O descompasso na relação de Harper e Jackie é o argumento de que Randall precisava a fim de esconder os grandes mistérios do longa. A psicanalista Jackie, vivida por Helen Hunt, confessou um adultério recente, e o casal, junto com o filho, Connor, de Judah Lewis, até parece dedicado a superar o trauma, mas não tem ideia de como fazê-lo. À escalada de tensão são acrescidos níveis mais altos conforme episódios à primeira vista desconexos tornam-se parte da rotina dos Harper.

Um telefonema de Jackie libera no marido fúria tão desproporcional que ele acaba lançando o aparelho contra a janela do quarto — é esse o ponto de desajuste em que está seu casamento. O texto de Graye insinua que ele solicita o reparo da avaria e quando o vidraceiro aparece, já não está mais em casa. O homem faz o serviço e estava para sair quando Jackie, que havia voltado, cruza com sua figura ameaçadora no corredor. Ele se identifica e diz que sua entrada no imóvel fora autorizada por uma garota, que se apresentou como filha do casal — ou seja, conclui-se que o detetive pagou a infidelidade da terapeuta com a mesma moeda.

O trabalho de Graye, aliado à direção acurada de Randall, nunca prescinde da sutileza e o verbo que eles conjugam de maneira mais categórica, até dada altura, é insinuar.

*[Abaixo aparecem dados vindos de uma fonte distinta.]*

//! UCIプロトコルの入出力
//!
//! `go` 引数のパースと `info` / `bestmove` 行の整形。
//! エンジン本体の状態には触らない純粋なテキスト処理。

use std::time::Duration;

use rchess_core::search::InfoEvent;
use rchess_core::types::{Bound, Move, Value};

/// `go` コマンドの引数
#[derive(Debug, Clone, Default)]
pub struct GoParams {
    pub wtime: Option<Duration>,
    pub btime: Option<Duration>,
    pub winc: Option<Duration>,
    pub binc: Option<Duration>,
    pub movestogo: Option<u32>,
    pub depth: Option<i32>,
    pub nodes: Option<u64>,
    pub movetime: Option<Duration>,
    pub infinite: bool,
    pub ponder: bool,
}

impl GoParams {
    /// `go` に続くトークン列をパースする。未知のトークンは読み飛ばす。
    pub fn parse(tokens: &[&str]) -> GoParams {
        fn millis(iter: &mut std::slice::Iter<'_, &str>) -> Option<Duration> {
            iter.next()
                .and_then(|v| v.parse::<u64>().ok())
                .map(Duration::from_millis)
        }

        let mut params = GoParams::default();
        let mut iter = tokens.iter();
        while let Some(&token) = iter.next() {
            match token {
                "wtime" => params.wtime = millis(&mut iter),
                "btime" => params.btime = millis(&mut iter),
                "winc" => params.winc = millis(&mut iter),
                "binc" => params.binc = millis(&mut iter),
                "movetime" => params.movetime = millis(&mut iter),
                "movestogo" => {
                    params.movestogo = iter.next().and_then(|v| v.parse().ok());
                }
                "depth" => params.depth = iter.next().and_then(|v| v.parse().ok()),
                "nodes" => params.nodes = iter.next().and_then(|v| v.parse().ok()),
                "infinite" => params.infinite = true,
                "ponder" => params.ponder = true,
                _ => {}
            }
        }
        params
    }
}

/// スコアをUCI表記にする（cp / mate）
fn format_score(score: Value) -> String {
    if score.is_mate_score() {
        format!("mate {}", score.mate_distance())
    } else {
        format!("cp {}", score.raw())
    }
}

/// infoイベントを1行のUCI infoにする
pub fn format_info(event: &InfoEvent) -> String {
    match event {
        InfoEvent::Iteration {
            depth,
            seldepth,
            score,
            bound,
            nodes,
            elapsed,
            hashfull,
            pv,
        } => {
            let millis = elapsed.as_millis().max(1) as u64;
            let nps = nodes * 1000 / millis;
            let mut line = format!(
                "info depth {} seldepth {} score {}",
                depth,
                seldepth,
                format_score(*score)
            );
            match bound {
                Bound::Lower => line.push_str(" lowerbound"),
                Bound::Upper => line.push_str(" upperbound"),
                _ => {}
            }
            line.push_str(&format!(
                " nodes {} nps {} hashfull {} time {}",
                nodes, nps, hashfull, millis
            ));
            if !pv.is_empty() {
                line.push_str(" pv");
                for mv in pv {
                    line.push(' ');
                    line.push_str(&mv.to_uci());
                }
            }
            line
        }
        InfoEvent::CurrMove {
            depth,
            mv,
            move_number,
            nodes,
        } => format!(
            "info depth {} currmove {} currmovenumber {} nodes {}",
            depth,
            mv.to_uci(),
            move_number,
            nodes
        ),
    }
}

/// bestmove行
pub fn format_bestmove(best: Move, ponder: Option<Move>) -> String {
    match ponder {
        Some(p) if p.is_some() => format!("bestmove {} ponder {}", best.to_uci(), p.to_uci()),
        _ => format!("bestmove {}", best.to_uci()),
    }
}

#[cfg(test)]
mod tests {
    use super::*;

    #[test]
    fn test_parse_go_time_controls() {
        let params =
            GoParams::parse(&["wtime", "60000", "btime", "55000", "winc", "1000", "movestogo", "20"]);
        assert_eq!(params.wtime, Some(Duration::from_millis(60_000)));
        assert_eq!(params.btime, Some(Duration::from_millis(55_000)));
        assert_eq!(params.winc, Some(Duration::from_millis(1_000)));
        assert_eq!(params.movestogo, Some(20));
        assert!(!params.infinite);
    }

    #[test]
    fn test_parse_go_flags() {
        let params = GoParams::parse(&["infinite", "ponder", "depth", "12", "nodes", "100000"]);
        assert!(params.infinite);
        assert!(params.ponder);
        assert_eq!(params.depth, Some(12));
        assert_eq!(params.nodes, Some(100_000));
    }

    #[test]
    fn test_parse_go_skips_unknown() {
        let params = GoParams::parse(&["searchmoves", "e2e4", "depth", "3"]);
        assert_eq!(params.depth, Some(3));
    }

    #[test]
    fn test_format_mate_score() {
        assert_eq!(format_score(Value::mate_in(3)), "mate 2");
        assert_eq!(format_score(Value::mated_in(2)), "mate -1");
        assert_eq!(format_score(Value::new(42)), "cp 42");
    }
}
//! Top-level status and error types returned by the public API.
//!
//! `Status` is the terminal outcome of an operation — what a caller gets
//! back from `wait`, a completion callback, or a synchronous validation
//! failure. Each layer gets its own hand-rolled error enum
//! (`protocol::error::DecodeError`, `config::ConfigError`) rather than
//! pulling in `thiserror`.

use std::fmt;

use crate::protocol::{DecodeError, EncodeError};

/// Outcome of a connection-runtime operation.
#[derive(Debug, Clone, Copy, PartialEq, Eq)]
pub enum Status {
    /// The operation completed as requested.
    Success,
    /// The operation is still in flight. Never returned from a terminal
    /// query (`wait`, a completion callback) — only from a non-blocking
    /// status peek while an operation is still queued or awaiting its ack.
    StatusPending,
    /// One-time setup (e.g. the serializer-override runtime) failed.
    InitFailed,
    /// A caller-supplied argument failed synchronous validation.
    BadParameter,
    /// A resource acquisition (buffer, operation slot) failed.
    NoMemory,
    /// The transport reported a send or receive failure.
    NetworkError,
    /// The task pool could not schedule a job.
    SchedulingError,
    /// The broker's response violated the protocol (bad packet, mismatched
    /// packet identifier, unexpected return code).
    BadResponse,
    /// A `timed_*` call's deadline elapsed with no response.
    Timeout,
    /// The broker explicitly refused the request (e.g. CONNACK return code,
    /// SUBACK failure code).
    ServerRefused,
    /// A QoS 1 publish exhausted its retry budget with no PUBACK.
    RetryNoResponse,
}

impl Status {
    /// Human-readable name, backing the public API's `strerror`-style
    /// accessor.
    pub fn as_str(self) -> &'static str {
        match self {
            Self::Success => "success",
            Self::StatusPending => "pending",
            Self::InitFailed => "init failed",
            Self::BadParameter => "bad parameter",
            Self::NoMemory => "no memory",
            Self::NetworkError => "network error",
            Self::SchedulingError => "scheduling error",
            Self::BadResponse => "bad response",
            Self::Timeout => "timeout",
            Self::ServerRefused => "server refused",
            Self::RetryNoResponse => "retry: no response",
        }
    }

    pub fn is_success(self) -> bool {
        matches!(self, Self::Success)
    }
}

impl fmt::Display for Status {
    fn fmt(&self, f: &mut fmt::Formatter<'_>) -> fmt::Result {
        f.write_str(self.as_str())
    }
}

/// Error type threaded through fallible runtime operations. Carries the same
/// kinds as [`Status`] plus the lower-level cause where there is one.
#[derive(Debug)]
pub enum Error {
    BadParameter(&'static str),
    NoMemory,
    NetworkError(std::io::Error),
    SchedulingError(&'static str),
    BadResponse(&'static str),
    Timeout,
    ServerRefused(&'static str),
    RetryNoResponse,
    InitFailed(&'static str),
}

impl Error {
    /// Maps this error onto the [`Status`] an operation should terminate
    /// with.
    pub fn status(&self) -> Status {
        match self {
            Self::BadParameter(_) => Status::BadParameter,
            Self::NoMemory => Status::NoMemory,
            Self::NetworkError(_) => Status::NetworkError,
            Self::SchedulingError(_) => Status::SchedulingError,
            Self::BadResponse(_) => Status::BadResponse,
            Self::Timeout => Status::Timeout,
            Self::ServerRefused(_) => Status::ServerRefused,
            Self::RetryNoResponse => Status::RetryNoResponse,
            Self::InitFailed(_) => Status::InitFailed,
        }
    }
}

impl fmt::Display for Error {
    fn fmt(&self, f: &mut fmt::Formatter<'_>) -> fmt::Result {
        match self {
            Self::BadParameter(msg) => write!(f, "bad parameter: {msg}"),
            Self::NoMemory => write!(f, "no memory"),
            Self::NetworkError(e) => write!(f, "network error: {e}"),
            Self::SchedulingError(msg) => write!(f, "scheduling error: {msg}"),
            Self::BadResponse(msg) => write!(f, "bad response: {msg}"),
            Self::Timeout => write!(f, "timeout"),
            Self::ServerRefused(msg) => write!(f, "server refused: {msg}"),
            Self::RetryNoResponse => write!(f, "retry budget exhausted with no response"),
            Self::InitFailed(msg) => write!(f, "init failed: {msg}"),
        }
    }
}

impl std::error::Error for Error {
    fn source(&self) -> Option<&(dyn std::error::Error + 'static)> {
        match self {
            Self::NetworkError(e) => Some(e),
            _ => None,
        }
    }
}

impl From<std::io::Error> for Error {
    fn from(e: std::io::Error) -> Self {
        Self::NetworkError(e)
    }
}

impl From<DecodeError> for Error {
    fn from(_: DecodeError) -> Self {
        Self::BadResponse("malformed packet from broker")
    }
}

impl From<EncodeError> for Error {
    fn from(e: EncodeError) -> Self {
        match e {
            EncodeError::PacketTooLarge => Self::BadParameter("packet exceeds maximum size"),
            EncodeError::StringTooLong => Self::BadParameter("string exceeds maximum length"),
            EncodeError::InvalidTopicName => Self::BadParameter("invalid topic name"),
            EncodeError::TooManySubscriptions => Self::BadParameter("too many subscriptions"),
            EncodeError::BufferTooSmall => Self::NoMemory,
        }
    }
}

#[cfg(test)]
mod tests {
    use super::*;

    #[test]
    fn status_as_str_matches_kind() {
        assert_eq!(Status::Success.as_str(), "success");
        assert_eq!(Status::RetryNoResponse.as_str(), "retry: no response");
    }

    #[test]
    fn error_status_mapping_round_trips_kind() {
        assert_eq!(Error::Timeout.status(), Status::Timeout);
        assert_eq!(
            Error::from(std::io::Error::new(std::io::ErrorKind::Other, "boom")).status(),
            Status::NetworkError
        );
    }
}
//! MQTT 3.1.1 protocol definitions
//!
//! Defines the packet set and shared wire types the connection runtime
//! consumes. No MQTT 5 surface: no properties, no reason codes, no topic
//! aliases.

mod error;
mod packet;

pub use error::{DecodeError, EncodeError, ProtocolError};
pub use packet::*;

/// Quality of service levels.
#[derive(Debug, Clone, Copy, PartialEq, Eq, PartialOrd, Ord, Hash, Default)]
#[repr(u8)]
pub enum QoS {
    /// At most once delivery.
    #[default]
    AtMostOnce = 0,
    /// At least once delivery.
    AtLeastOnce = 1,
    /// Exactly once delivery. Accepted on the wire for protocol completeness
    /// but the connection runtime never originates QoS 2 operations.
    ExactlyOnce = 2,
}

impl QoS {
    pub fn from_u8(v: u8) -> Option<Self> {
        match v {
            0 => Some(QoS::AtMostOnce),
            1 => Some(QoS::AtLeastOnce),
            2 => Some(QoS::ExactlyOnce),
            _ => None,
        }
    }
}

/// CONNACK return code, MQTT 3.1.1 §3.2.2.3.
#[derive(Debug, Clone, Copy, PartialEq, Eq)]
#[repr(u8)]
pub enum ConnectReturnCode {
    Accepted = 0,
    UnacceptableProtocolVersion = 1,
    IdentifierRejected = 2,
    ServerUnavailable = 3,
    BadUsernameOrPassword = 4,
    NotAuthorized = 5,
}

impl ConnectReturnCode {
    pub fn from_u8(v: u8) -> Option<Self> {
        match v {
            0 => Some(Self::Accepted),
            1 => Some(Self::UnacceptableProtocolVersion),
            2 => Some(Self::IdentifierRejected),
            3 => Some(Self::ServerUnavailable),
            4 => Some(Self::BadUsernameOrPassword),
            5 => Some(Self::NotAuthorized),
            _ => None,
        }
    }

    pub fn is_accepted(self) -> bool {
        matches!(self, Self::Accepted)
    }
}

/// SUBACK per-filter return code, MQTT 3.1.1 §3.9.3.
#[derive(Debug, Clone, Copy, PartialEq, Eq)]
pub enum SubscribeReturnCode {
    GrantedQoS(QoS),
    Failure,
}

impl SubscribeReturnCode {
    pub fn from_u8(v: u8) -> Option<Self> {
        match v {
            0x00 => Some(Self::GrantedQoS(QoS::AtMostOnce)),
            0x01 => Some(Self::GrantedQoS(QoS::AtLeastOnce)),
            0x02 => Some(Self::GrantedQoS(QoS::ExactlyOnce)),
            0x80 => Some(Self::Failure),
            _ => None,
        }
    }

    pub fn to_u8(self) -> u8 {
        match self {
            Self::GrantedQoS(qos) => qos as u8,
            Self::Failure => 0x80,
        }
    }

    pub fn is_success(self) -> bool {
        matches!(self, Self::GrantedQoS(_))
    }
}

/// MQTT fixed-header packet type values.
#[derive(Debug, Clone, Copy, PartialEq, Eq)]
#[repr(u8)]
pub enum PacketType {
    Connect = 1,
    ConnAck = 2,
    Publish = 3,
    PubAck = 4,
    Subscribe = 8,
    SubAck = 9,
    Unsubscribe = 10,
    UnsubAck = 11,
    PingReq = 12,
    PingResp = 13,
    Disconnect = 14,
}

impl PacketType {
    pub fn from_u8(v: u8) -> Option<Self> {
        match v {
            1 => Some(Self::Connect),
            2 => Some(Self::ConnAck),
            3 => Some(Self::Publish),
            4 => Some(Self::PubAck),
            8 => Some(Self::Subscribe),
            9 => Some(Self::SubAck),
            10 => Some(Self::Unsubscribe),
            11 => Some(Self::UnsubAck),
            12 => Some(Self::PingReq),
            13 => Some(Self::PingResp),
            14 => Some(Self::Disconnect),
            _ => None,
        }
    }
}
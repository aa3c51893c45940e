//! mqtt-runtime - an MQTT v3.1.1 client connection runtime over a pluggable
//! transport.
//!
//! Drives a single broker connection: handshake, keep-alive, QoS 1
//! publish/retry, subscribe/unsubscribe dispatch, and clean shutdown.

pub mod allocator;
pub mod api;
pub mod codec;
pub mod config;
pub mod connection;
pub mod error;
pub mod pool;
pub mod protocol;
pub mod runtime;
pub mod topic;
pub mod transport;

pub use allocator::{BufferAllocator, FixedPoolAllocator, HeapAllocator};
pub use config::{ClientConfig, RuntimeConfig};
pub use connection::{
    Completion, Connection, OperationHandle, OperationType, RestoredSubscription,
    SerializerOverrides, SubscribeCallback, CLEANUP_ONLY, WAITABLE,
};
pub use error::{Error, Status};
pub use pool::{JobHandle, Pool, TokioPool};
pub use protocol::QoS;
pub use runtime::Runtime;
pub use transport::{Connector, TcpConnector, Transport};
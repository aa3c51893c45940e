//! The per-connection runtime: subscription table, operation records, the
//! scheduler glue that drives them, and the connection handle itself.

mod core;
pub mod operation;
pub mod packet_id;
mod scheduler;
pub mod serializer;
pub mod subscription;

pub use core::{Connection, OperationHandle, RestoredSubscription};
pub use operation::{
    Completion, Notify, Operation, OperationType, RetryState, CLEANUP_ONLY, WAITABLE,
};
pub use packet_id::PacketIdAllocator;
pub use serializer::SerializerOverrides;
pub use subscription::{SubscribeCallback, Subscription, SubscriptionTable};
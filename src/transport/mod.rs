//! Byte-stream transport abstraction.
//!
//! The connection runtime is transport-agnostic: it reads and writes MQTT
//! packets over anything that behaves like a duplex byte stream. `Transport`
//! is a blanket trait over `AsyncRead + AsyncWrite` so a `tokio::net::TcpStream`,
//! a `tokio::io::DuplexStream` (see `mock`), or any other owned stream type
//! can stand in without a parallel vtable of `send`/`recv`/`close` methods —
//! `tokio::io::split` and `Drop` already give us those for free.

pub mod mock;

use async_trait::async_trait;
use tokio::io::{AsyncRead, AsyncWrite};
use tokio::net::TcpStream;

/// Anything the connection runtime can read MQTT bytes from and write them
/// to. Implemented for any owned, `'static` duplex stream.
pub trait Transport: AsyncRead + AsyncWrite + Send + Unpin + 'static {}

impl<T: AsyncRead + AsyncWrite + Send + Unpin + 'static> Transport for T {}

/// Connects to a server address and returns a new transport instance.
///
/// Closing and destroying the connection is the transport's own `Drop` impl;
/// the connection runtime polls the transport's `AsyncRead` half directly
/// rather than registering a receive callback.
#[async_trait]
pub trait Connector: Send + Sync {
    async fn connect(&self, endpoint: &str) -> std::io::Result<Box<dyn Transport>>;
}

/// TCP socket configuration applied to every connection this connector opens.
#[derive(Debug, Clone)]
pub struct TransportConfig {
    pub tcp_nodelay: bool,
    pub tcp_keepalive: Option<std::time::Duration>,
}

impl Default for TransportConfig {
    fn default() -> Self {
        Self {
            tcp_nodelay: true,
            tcp_keepalive: Some(std::time::Duration::from_secs(60)),
        }
    }
}

/// Applies [`TransportConfig`] to a freshly connected TCP stream.
pub fn configure_stream(stream: &TcpStream, config: &TransportConfig) -> std::io::Result<()> {
    stream.set_nodelay(config.tcp_nodelay)?;
    // TCP keepalive tuning is platform-specific socket option plumbing the
    // runtime does not need for correctness; `tcp_keepalive` is accepted in
    // config for forward compatibility but not yet wired to a setsockopt call.
    Ok(())
}

/// Opens plain TCP connections, configured per [`TransportConfig`].
pub struct TcpConnector {
    config: TransportConfig,
}

impl TcpConnector {
    pub fn new(config: TransportConfig) -> Self {
        Self { config }
    }
}

impl Default for TcpConnector {
    fn default() -> Self {
        Self::new(TransportConfig::default())
    }
}

#[async_trait]
impl Connector for TcpConnector {
    async fn connect(&self, endpoint: &str) -> std::io::Result<Box<dyn Transport>> {
        let stream = TcpStream::connect(endpoint).await?;
        configure_stream(&stream, &self.config)?;
        Ok(Box::new(stream))
    }
}

#[cfg(test)]
mod tests {
    use super::*;

    #[test]
    fn default_config_enables_nodelay() {
        let config = TransportConfig::default();
        assert!(config.tcp_nodelay);
    }
}
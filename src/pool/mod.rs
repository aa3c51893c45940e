//! Generic task pool: immediate and deferred job scheduling with cancellation.
//!
//! The connection runtime treats the pool as an external collaborator — it
//! never spawns a bare `tokio::task` itself, it asks a `Pool` to run a job
//! now or after a delay, and gets back a `JobHandle` it can try to cancel.
//! `TokioPool` is the one production implementation, backed by
//! `tokio::spawn` and `tokio::time::sleep`.

use std::future::Future;
use std::pin::Pin;
use std::sync::atomic::{AtomicBool, Ordering};
use std::sync::Arc;
use std::time::Duration;

use tokio::task::JoinHandle;

type BoxFuture = Pin<Box<dyn Future<Output = ()> + Send>>;

/// Outcome of attempting to cancel a scheduled job: removed cleanly, already
/// running, or already finished.
#[derive(Debug, Clone, Copy, PartialEq, Eq)]
pub enum CancelResult {
    /// The job was removed before it started running.
    Ok,
    /// The job is already running and cannot be stopped; it will run to
    /// completion.
    InProgress,
    /// The job already finished.
    Completed,
}

/// A handle to a job submitted to a [`Pool`].
pub struct JobHandle {
    join: JoinHandle<()>,
    started: Arc<AtomicBool>,
}

impl JobHandle {
    fn new(join: JoinHandle<()>, started: Arc<AtomicBool>) -> Self {
        Self { join, started }
    }

    /// Best-effort cancellation. If the job has not started, it is aborted
    /// and will never run. If it has already started, it runs to
    /// completion and the caller is told so.
    pub fn cancel(&self) -> CancelResult {
        if self.join.is_finished() {
            return CancelResult::Completed;
        }
        if self.started.load(Ordering::Acquire) {
            return CancelResult::InProgress;
        }
        self.join.abort();
        CancelResult::Ok
    }

    pub fn is_finished(&self) -> bool {
        self.join.is_finished()
    }
}

/// A shared worker pool offering immediate and deferred job scheduling.
pub trait Pool: Send + Sync {
    /// Run `job` as soon as a worker is free.
    fn spawn_now(&self, job: BoxFuture) -> JobHandle;

    /// Run `job` no sooner than `delay` from now.
    fn spawn_after(&self, delay: Duration, job: BoxFuture) -> JobHandle;
}

/// `Pool` backed by the tokio multi-thread runtime's own scheduler.
#[derive(Debug, Default, Clone, Copy)]
pub struct TokioPool;

impl TokioPool {
    pub fn new() -> Self {
        Self
    }
}

impl Pool for TokioPool {
    fn spawn_now(&self, job: BoxFuture) -> JobHandle {
        let started = Arc::new(AtomicBool::new(false));
        let started_marker = started.clone();
        let join = tokio::spawn(async move {
            started_marker.store(true, Ordering::Release);
            job.await;
        });
        JobHandle::new(join, started)
    }

    fn spawn_after(&self, delay: Duration, job: BoxFuture) -> JobHandle {
        let started = Arc::new(AtomicBool::new(false));
        let started_marker = started.clone();
        let join = tokio::spawn(async move {
            tokio::time::sleep(delay).await;
            started_marker.store(true, Ordering::Release);
            job.await;
        });
        JobHandle::new(join, started)
    }
}

/// Boxes a future for submission to a [`Pool`].
pub fn boxed<F>(fut: F) -> BoxFuture
where
    F: Future<Output = ()> + Send + 'static,
{
    Box::pin(fut)
}

#[cfg(test)]
mod tests {
    use super::*;
    use std::sync::atomic::AtomicUsize;

    #[tokio::test]
    async fn spawn_now_runs_the_job() {
        let pool = TokioPool::new();
        let counter = Arc::new(AtomicUsize::new(0));
        let c = counter.clone();
        let handle = pool.spawn_now(boxed(async move {
            c.fetch_add(1, Ordering::SeqCst);
        }));
        while !handle.is_finished() {
            tokio::task::yield_now().await;
        }
        assert_eq!(counter.load(Ordering::SeqCst), 1);
    }

    #[tokio::test]
    async fn cancel_before_delay_elapses_prevents_the_job_from_running() {
        let pool = TokioPool::new();
        let counter = Arc::new(AtomicUsize::new(0));
        let c = counter.clone();
        let handle = pool.spawn_after(
            Duration::from_secs(60),
            boxed(async move {
                c.fetch_add(1, Ordering::SeqCst);
            }),
        );
        assert_eq!(handle.cancel(), CancelResult::Ok);
        assert_eq!(counter.load(Ordering::SeqCst), 0);
    }
}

A brincadeira que o espectador faz consigo mesmo, de erigir possíveis cenários que expliquem o desdobramento dos enigmas que se apossam de “À Espreita do Mal”, só não é mais estimulante porque não vence a barreira da imaginação, e o que se confabula é muito mais perturbador do que aquilo que de fato se vê.

Tivesse o filme embarcado nessa de bota e espora, valendo-se do efeito Rashomon no intuito de apresentar as versões de cada personagem para as situações nonsense que se espraiam por todo o enredo, o mote central seria muito mais bem compreendido, e a história não ficaria tão falta de sentido em passagens nevrálgicas. A estratégia de Randall não se perde por completo, no entanto, graças ao elenco carismático, que dispõe de elementos técnicos essenciais num trabalho dessa natureza.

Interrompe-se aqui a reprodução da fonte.